Piki Bread – Hopi Tribe
Corn is vital to the Hopi way of life and blue corn is used to make the Hopi delicacy called Piki Bread. Piki Bread is significant to Hopi culture and is primarily made and served during important ceremonial times. This rare treat is made by hand-grinding blue corn and combining it with juniper berry ashes and water. Hopi women then create the bread by placing a thin layer of batter over a hot stone with their bare hands. Identifiable by its distinct greyish-green colour and very thin texture, Piki Bread offers a smoky and slightly sweet taste. Visitors can enjoy Piki Bread at annual festivals such as the S’edav Va’aki Museum Indian Market in Phoenix in December.
Sonoran Hot Dog
After experiencing a Sonoran Hot Dog, every other hot dog will pale in comparison. This Southern Arizona specialty is unique because it boasts a crusty outside, soft inside bolillo roll, and is piled high with Southwestern ingredients including salsa verde, pinto beans, bacon and jalapenos, which create a burst of flavour in every bite. While Sonoran hot dogs can be found throughout Arizona, it is a staple dish in Southern Arizona, especially in Tucson. Stop by the legendary El Guero Canelo in Tucson to devour its James Beard award-winning Sonoran hot dog.

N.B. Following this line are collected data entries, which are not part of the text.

//! One outbound call: a fluent builder that accumulates configuration,
//! then a handle that can be called, canceled, retried and joined.
//!
//! A request entering `waiting` installs a handle to itself, so it
//! survives even if the caller drops theirs. The first terminal
//! transition notifies `finally` and releases that handle; every later
//! transition is ignored.

use std::cell::{Cell, RefCell};
use std::fmt;
use std::rc::{Rc, Weak};

use tracing::{debug, trace};

use tether_serialize::{Decode, Encode};

use crate::dispatcher::RspHandle;
use crate::wire::encode_envelope_parts;
use crate::{DisposeGroup, Envelope, EnvelopeFlags, Peer};

/// Default per-request timeout.
pub const DEFAULT_TIMEOUT_MS: u32 = 3000;

/// The single enumerated outcome of a request's lifecycle.
#[derive(Debug, Clone, Copy, PartialEq, Eq, Hash)]
pub enum FinallyType {
    /// Response received and decoded.
    Normal,
    /// Fire-and-forget: the envelope went out without asking for a
    /// response.
    NoNeedRsp,
    /// Timer fired with no response and the retry budget was exhausted.
    Timeout,
    /// Cancellation observed before emit or before the response callback.
    Canceled,
    /// The peer handle was gone at call time.
    RpcExpired,
    /// The peer's ready flag was false at call time.
    RpcNotReady,
    /// The response payload failed to decode.
    RspSerializeError,
    /// The remote peer had nothing subscribed under the command.
    NoSuchCmd,
}

impl FinallyType {
    pub fn as_str(self) -> &'static str {
        match self {
            FinallyType::Normal => "normal",
            FinallyType::NoNeedRsp => "no_need_rsp",
            FinallyType::Timeout => "timeout",
            FinallyType::Canceled => "canceled",
            FinallyType::RpcExpired => "rpc_expired",
            FinallyType::RpcNotReady => "rpc_not_ready",
            FinallyType::RspSerializeError => "rsp_serialize_error",
            FinallyType::NoSuchCmd => "no_such_cmd",
        }
    }
}

impl fmt::Display for FinallyType {
    fn fmt(&self, f: &mut fmt::Formatter<'_>) -> fmt::Result {
        f.write_str(self.as_str())
    }
}

/// Joined outcome of a call, as delivered by [`Request::future`].
#[derive(Debug)]
pub struct CallResult<T> {
    pub reason: FinallyType,
    /// Present iff `reason` is [`FinallyType::Normal`].
    pub value: Option<T>,
}

impl<T> CallResult<T> {
    pub fn is_ok(&self) -> bool {
        self.reason == FinallyType::Normal
    }
}

pub struct Request {
    peer: RefCell<Weak<Peer>>,
    /// Keeps the request alive between `call()` and its terminal
    /// transition.
    self_keeper: RefCell<Option<Rc<Request>>>,
    seq: Cell<u32>,
    cmd: RefCell<String>,
    payload: RefCell<Vec<u8>>,
    need_rsp: Cell<bool>,
    canceled: Cell<bool>,
    rsp_handle: RefCell<Option<RspHandle>>,
    timeout_ms: Cell<u32>,
    timeout_hook: RefCell<Option<Rc<dyn Fn()>>>,
    finally_hook: RefCell<Option<Box<dyn FnMut(FinallyType)>>>,
    finally_type: Cell<FinallyType>,
    retry_count: Cell<i32>,
    waiting_rsp: Cell<bool>,
    is_ping: Cell<bool>,
}

impl fmt::Debug for Request {
    fn fmt(&self, f: &mut fmt::Formatter<'_>) -> fmt::Result {
        f.debug_struct("Request")
            .field("seq", &self.seq.get())
            .field("cmd", &*self.cmd.borrow())
            .field("waiting", &self.waiting_rsp.get())
            .finish_non_exhaustive()
    }
}

impl Request {
    pub fn new() -> Rc<Self> {
        Self::with_peer(Weak::new())
    }

    pub(crate) fn with_peer(peer: Weak<Peer>) -> Rc<Self> {
        Rc::new(Self {
            peer: RefCell::new(peer),
            self_keeper: RefCell::new(None),
            seq: Cell::new(0),
            cmd: RefCell::new(String::new()),
            payload: RefCell::new(Vec::new()),
            need_rsp: Cell::new(false),
            canceled: Cell::new(false),
            rsp_handle: RefCell::new(None),
            timeout_ms: Cell::new(DEFAULT_TIMEOUT_MS),
            timeout_hook: RefCell::new(None),
            finally_hook: RefCell::new(None),
            finally_type: Cell::new(FinallyType::NoNeedRsp),
            retry_count: Cell::new(0),
            waiting_rsp: Cell::new(false),
            is_ping: Cell::new(false),
        })
    }

    /// Set the target command identifier.
    pub fn cmd(self: Rc<Self>, cmd: impl Into<String>) -> Rc<Self> {
        *self.cmd.borrow_mut() = cmd.into();
        self
    }

    /// Serialize a value into the request payload.
    pub fn msg<T: Encode + ?Sized>(self: Rc<Self>, message: &T) -> Rc<Self> {
        *self.payload.borrow_mut() = tether_serialize::encode(message);
        self
    }

    /// Install a typed response callback. The expected type drives
    /// deserialization of the response payload.
    pub fn rsp<T, F>(self: Rc<Self>, on_rsp: F) -> Rc<Self>
    where
        T: Decode + 'static,
        F: Fn(T) + 'static,
    {
        self.need_rsp.set(true);
        let weak = Rc::downgrade(&self);
        let handle: RspHandle = Rc::new(move |envelope: Envelope| {
            let Some(request) = weak.upgrade() else {
                return true;
            };
            if request.canceled.get() {
                request.on_finish(FinallyType::Canceled);
                return true;
            }
            if envelope.flags.contains(EnvelopeFlags::NO_SUCH_CMD) {
                request.on_finish(FinallyType::NoSuchCmd);
                return true;
            }
            match tether_serialize::decode::<T>(&envelope.payload) {
                Ok(value) => {
                    on_rsp(value);
                    request.on_finish(FinallyType::Normal);
                    true
                }
                Err(err) => {
                    debug!(%err, "response payload decode failed");
                    request.on_finish(FinallyType::RspSerializeError);
                    false
                }
            }
        });
        *self.rsp_handle.borrow_mut() = Some(handle);
        self
    }

    /// Like [`Request::rsp`], but the callback also observes the terminal
    /// reason, and is invoked with `None` when the payload fails to
    /// decode.
    pub fn rsp_with<T, F>(self: Rc<Self>, on_rsp: F) -> Rc<Self>
    where
        T: Decode + 'static,
        F: Fn(Option<T>, FinallyType) + 'static,
    {
        self.need_rsp.set(true);
        let weak = Rc::downgrade(&self);
        let handle: RspHandle = Rc::new(move |envelope: Envelope| {
            let Some(request) = weak.upgrade() else {
                return true;
            };
            if request.canceled.get() {
                request.on_finish(FinallyType::Canceled);
                return true;
            }
            if envelope.flags.contains(EnvelopeFlags::NO_SUCH_CMD) {
                request.on_finish(FinallyType::NoSuchCmd);
                return true;
            }
            match tether_serialize::decode::<T>(&envelope.payload) {
                Ok(value) => {
                    on_rsp(Some(value), FinallyType::Normal);
                    request.on_finish(FinallyType::Normal);
                    true
                }
                Err(_) => {
                    on_rsp(None, FinallyType::RspSerializeError);
                    request.on_finish(FinallyType::RspSerializeError);
                    false
                }
            }
        });
        *self.rsp_handle.borrow_mut() = Some(handle);
        self
    }

    /// Wait for the peer's answer without looking at its payload.
    pub fn mark_need_rsp(self: Rc<Self>) -> Rc<Self> {
        self.rsp(|_: ()| {})
    }

    /// Override the default timeout of [`DEFAULT_TIMEOUT_MS`].
    pub fn timeout_ms(self: Rc<Self>, ms: u32) -> Rc<Self> {
        self.timeout_ms.set(ms);
        self
    }

    /// Hook invoked on every timer expiry, before the retry budget is
    /// consulted.
    pub fn timeout(self: Rc<Self>, on_timeout: impl Fn() + 'static) -> Rc<Self> {
        *self.timeout_hook.borrow_mut() = Some(Rc::new(on_timeout));
        self
    }

    /// Terminal callback; invoked exactly once per call with the terminal
    /// reason.
    pub fn finally(self: Rc<Self>, on_finally: impl FnMut(FinallyType) + 'static) -> Rc<Self> {
        *self.finally_hook.borrow_mut() = Some(Box::new(on_finally));
        self
    }

    /// Automatic retries after timeout: `-1` forever, `0` off, `n` capped.
    pub fn retry(self: Rc<Self>, count: i32) -> Rc<Self> {
        self.retry_count.set(count);
        self
    }

    /// Mark the envelope as a liveness probe; the remote answers from its
    /// dispatch layer, no subscription needed.
    pub fn ping(self: Rc<Self>) -> Rc<Self> {
        self.is_ping.set(true);
        self
    }

    /// Clear NEED_RSP: fire-and-forget even with a response callback
    /// installed.
    pub fn disable_rsp(self: Rc<Self>) -> Rc<Self> {
        self.need_rsp.set(false);
        self
    }

    pub fn enable_rsp(self: Rc<Self>) -> Rc<Self> {
        self.need_rsp.set(true);
        self
    }

    /// Attach to a cancellation group.
    pub fn add_to(self: Rc<Self>, group: &DisposeGroup) -> Rc<Self> {
        group.add(&self);
        self
    }

    /// Bind the target peer now instead of at call time.
    pub fn bind(self: Rc<Self>, peer: &Rc<Peer>) -> Rc<Self> {
        *self.peer.borrow_mut() = Rc::downgrade(peer);
        self
    }

    /// Set the cancel flag and terminate with `canceled` if in flight.
    pub fn cancel(&self) {
        self.canceled.set(true);
        self.on_finish(FinallyType::Canceled);
    }

    pub fn reset_cancel(&self) {
        self.canceled.set(false);
    }

    pub fn is_canceled(&self) -> bool {
        self.canceled.get()
    }

    /// Terminal reason of the last finished call.
    pub fn finally_type(&self) -> FinallyType {
        self.finally_type.get()
    }

    pub fn seq(&self) -> u32 {
        self.seq.get()
    }

    /// Issue the call on the peer bound at build time.
    pub fn call(self: Rc<Self>) {
        self.issue(None);
    }

    /// Issue the call on `peer`, binding it for any retries.
    pub fn call_with(self: Rc<Self>, peer: &Rc<Peer>) {
        self.issue(Some(peer.clone()));
    }

    fn issue(self: Rc<Self>, peer: Option<Rc<Peer>>) {
        self.waiting_rsp.set(true);
        *self.self_keeper.borrow_mut() = Some(self.clone());

        if self.canceled.get() {
            self.on_finish(FinallyType::Canceled);
            return;
        }

        if let Some(peer) = peer {
            *self.peer.borrow_mut() = Rc::downgrade(&peer);
        }
        let bound = self.peer.borrow().clone();
        let Some(peer) = bound.upgrade() else {
            self.on_finish(FinallyType::RpcExpired);
            return;
        };
        if !peer.is_ready() {
            self.on_finish(FinallyType::RpcNotReady);
            return;
        }

        self.seq.set(peer.make_seq());
        peer.send_request(&self);

        if !self.need_rsp.get() {
            self.on_finish(FinallyType::NoNeedRsp);
        }
    }

    /// Timer expiry for the in-flight seq: run the user hook, then either
    /// re-issue against the retry budget or settle on `timeout`. The hook
    /// fires before the budget is decremented.
    pub(crate) fn handle_timeout(self: Rc<Self>) {
        let hook = self.timeout_hook.borrow().clone();
        if let Some(hook) = hook {
            hook();
        }

        let retries = self.retry_count.get();
        if retries == -1 {
            self.issue(None);
        } else if retries > 0 {
            self.retry_count.set(retries - 1);
            self.issue(None);
        } else {
            self.on_finish(FinallyType::Timeout);
        }
    }

    pub(crate) fn rsp_handle(&self) -> Option<RspHandle> {
        self.rsp_handle.borrow().clone()
    }

    pub(crate) fn need_rsp(&self) -> bool {
        self.need_rsp.get()
    }

    pub(crate) fn timeout_ms_value(&self) -> u32 {
        self.timeout_ms.get()
    }

    pub(crate) fn encode_wire(&self) -> Vec<u8> {
        let mut flags = EnvelopeFlags::COMMAND;
        if self.need_rsp.get() {
            flags |= EnvelopeFlags::NEED_RSP;
        }
        if self.is_ping.get() {
            flags |= EnvelopeFlags::PING;
        }
        encode_envelope_parts(self.seq.get(), &self.cmd.borrow(), flags, &self.payload.borrow())
    }

    fn on_finish(&self, reason: FinallyType) {
        if !self.waiting_rsp.get() {
            trace!(reason = %reason, "terminal transition after settle, ignored");
            return;
        }
        self.waiting_rsp.set(false);
        debug!(cmd = %self.cmd.borrow(), reason = %reason, "request finished");
        self.finally_type.set(reason);

        let hook = self.finally_hook.borrow_mut().take();
        if let Some(mut hook) = hook {
            hook(reason);
            let mut slot = self.finally_hook.borrow_mut();
            if slot.is_none() {
                *slot = Some(hook);
            }
        }

        self.self_keeper.borrow_mut().take();
    }

    /// Join the call through a oneshot channel.
    ///
    /// The returned receiver resolves with the terminal reason and, on
    /// `normal`, the decoded value. Blocking on it from the thread that
    /// drives dispatch deadlocks; await it from another task instead.
    pub fn future<R>(self: Rc<Self>) -> tokio::sync::oneshot::Receiver<CallResult<R>>
    where
        R: Decode + 'static,
    {
        let (tx, rx) = tokio::sync::oneshot::channel();
        let tx = Rc::new(RefCell::new(Some(tx)));
        let value = Rc::new(RefCell::new(None::<R>));

        let value_slot = value.clone();
        let this = self.rsp_with(move |decoded: Option<R>, _reason| {
            *value_slot.borrow_mut() = decoded;
        });
        let this = this.finally(move |reason| {
            if let Some(tx) = tx.borrow_mut().take() {
                let _ = tx.send(CallResult {
                    reason,
                    value: value.borrow_mut().take(),
                });
            }
        });
        this.call();
        rx
    }
}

A tortilla is a round, thin, unleavened flatbread originating from Mexico and is commonly used to make tacos, burritos, enchiladas and fajitas. With tortillas incorporated into many Southwestern and Mexican meals, visitors who desire to bring home a taste of Arizona cuisine should stop by Alejandro’s Tortilla Factory in Tucson, a quaint shop that offers guests a wide variety of scrumptious corn and flour tortillas. Creating fresh tortillas for more than 40 years, Alejandro’s tortillas can be found in many Tucson and Phoenix restaurants, enriching dishes with their flavour. Discover the versatility of tortillas while dining along Tucson’s Best 23 Miles of Mexican Food.
For centuries, Indigenous tribes such as the O’odham and Apache have created mesquite flour by drying and grinding the tree’s pods. This Southwestern flour is praised as a healthier alternative, rich in protein and gluten-free without sacrificing its sweet and smoky flavour. Witness the flour-making process by touring The San Xavier Cooperative Farm in the Tohono O’odham Nation in Tucson, which also encourages community members to collect pods to turn into flour through its sustainable Wild Harvest Program. Or, start baking with organic mesquite flour yourself by purchasing it from Oatman Flats Ranch in Gila Bend and the San Xavier Cooperative Farm.